Improved Throughput Performance in Wideband Cognitive Radios via Compressive Sensing

Abstract

Wideband spectrum sensing is a challenging task due to the constraints of digital signal processing (DSP) unit using in extant wireless systems. Compressive sensing (CS) is a new paradigm in signal processing, chosen for sparse wideband spectrum estimation with compressive measurements, thus provides relief of high-speed DSP requirements of cognitive radio (CR) receivers. In CS, whole wideband spectrum is estimated to find an opportunity for a CR usage requiring significant computation as well as sensing time, hence shrinkage the achievable throughput of CRs. In this paper, a novel model based CR receiver wideband sensing unit is addressed where a significant portion of the wideband spectrum is approximated through compressive sensing rather than recovering the total wideband spectrum.

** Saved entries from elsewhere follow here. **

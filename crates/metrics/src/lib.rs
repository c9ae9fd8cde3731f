use anyhow::Result;
use hyper::{
    service::{make_service_fn, service_fn},
    Body, Request, Response, Server,
};
use prometheus::{Encoder, IntCounter, Registry, TextEncoder};
use std::net::SocketAddr;
use tracing::info;

#[derive(Clone)]
pub struct MetricsHandle {
    registry: Registry,
}

impl Default for MetricsHandle {
    fn default() -> Self {
        Self::new()
    }
}

impl MetricsHandle {
    pub fn new() -> Self {
        Self {
            registry: Registry::new(),
        }
    }

    pub fn registry(&self) -> &Registry {
        &self.registry
    }

    pub fn monitor_metrics(&self) -> Result<MonitorMetrics> {
        MonitorMetrics::register(&self.registry)
    }

    pub async fn serve(self, addr: SocketAddr) -> Result<()> {
        let registry = self.registry.clone();
        let make_svc = make_service_fn(move |_| {
            let registry = registry.clone();
            async move {
                Ok::<_, hyper::Error>(service_fn(move |_req: Request<Body>| {
                    let registry = registry.clone();
                    async move {
                        let encoder = TextEncoder::new();
                        let metric_families = registry.gather();
                        let mut buffer = Vec::new();
                        encoder.encode(&metric_families, &mut buffer).unwrap();
                        Ok::<_, hyper::Error>(
                            Response::builder()
                                .status(200)
                                .header("Content-Type", encoder.format_type())
                                .body(Body::from(buffer))
                                .unwrap(),
                        )
                    }
                }))
            }
        });

        let server = Server::bind(&addr).serve(make_svc);
        info!(%addr, "metrics exporter listening");
        server.await?;
        Ok(())
    }
}

/// Counters bumped by the monitor loop.
#[derive(Clone)]
pub struct MonitorMetrics {
    pub cycles: IntCounter,
    pub fetch_failures: IntCounter,
    pub notifications: IntCounter,
    pub notification_failures: IntCounter,
}

impl MonitorMetrics {
    pub fn register(registry: &Registry) -> Result<Self> {
        let cycles = IntCounter::new("monitor_cycles_total", "Completed monitor cycles")?;
        let fetch_failures = IntCounter::new(
            "monitor_fetch_failures_total",
            "Page fetches that failed or timed out",
        )?;
        let notifications = IntCounter::new(
            "monitor_notifications_total",
            "Change notifications delivered",
        )?;
        let notification_failures = IntCounter::new(
            "monitor_notification_failures_total",
            "Change notifications that could not be delivered",
        )?;
        registry.register(Box::new(cycles.clone()))?;
        registry.register(Box::new(fetch_failures.clone()))?;
        registry.register(Box::new(notifications.clone()))?;
        registry.register(Box::new(notification_failures.clone()))?;
        Ok(Self {
            cycles,
            fetch_failures,
            notifications,
            notification_failures,
        })
    }
}

#[cfg(test)]
mod tests {
    use super::*;

    #[test]
    fn counters_register_and_gather() {
        let handle = MetricsHandle::new();
        let metrics = handle.monitor_metrics().expect("register counters");

        metrics.cycles.inc();
        metrics.cycles.inc();
        metrics.fetch_failures.inc();

        let families = handle.registry().gather();
        let cycles = families
            .iter()
            .find(|f| f.get_name() == "monitor_cycles_total")
            .expect("cycles family");
        assert_eq!(cycles.get_metric()[0].get_counter().get_value(), 2.0);
    }

    #[test]
    fn double_registration_is_an_error() {
        let handle = MetricsHandle::new();
        handle.monitor_metrics().expect("first registration");
        assert!(handle.monitor_metrics().is_err());
    }
}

This model necessitates lesser sensing time and lower computational burden to detect a signal and as a result a level up of throughput is obtained. As a result, the sensing time gain improves the achievable throughput of the CRs which reflects on the simulation results and testifies the effectiveness of the proposed model. Therefore, a reduction of computational complexity is addressed without interfering with the detection performances, evaluated after spectrum estimation of a preferred band of interest by means of a well-known energy detector.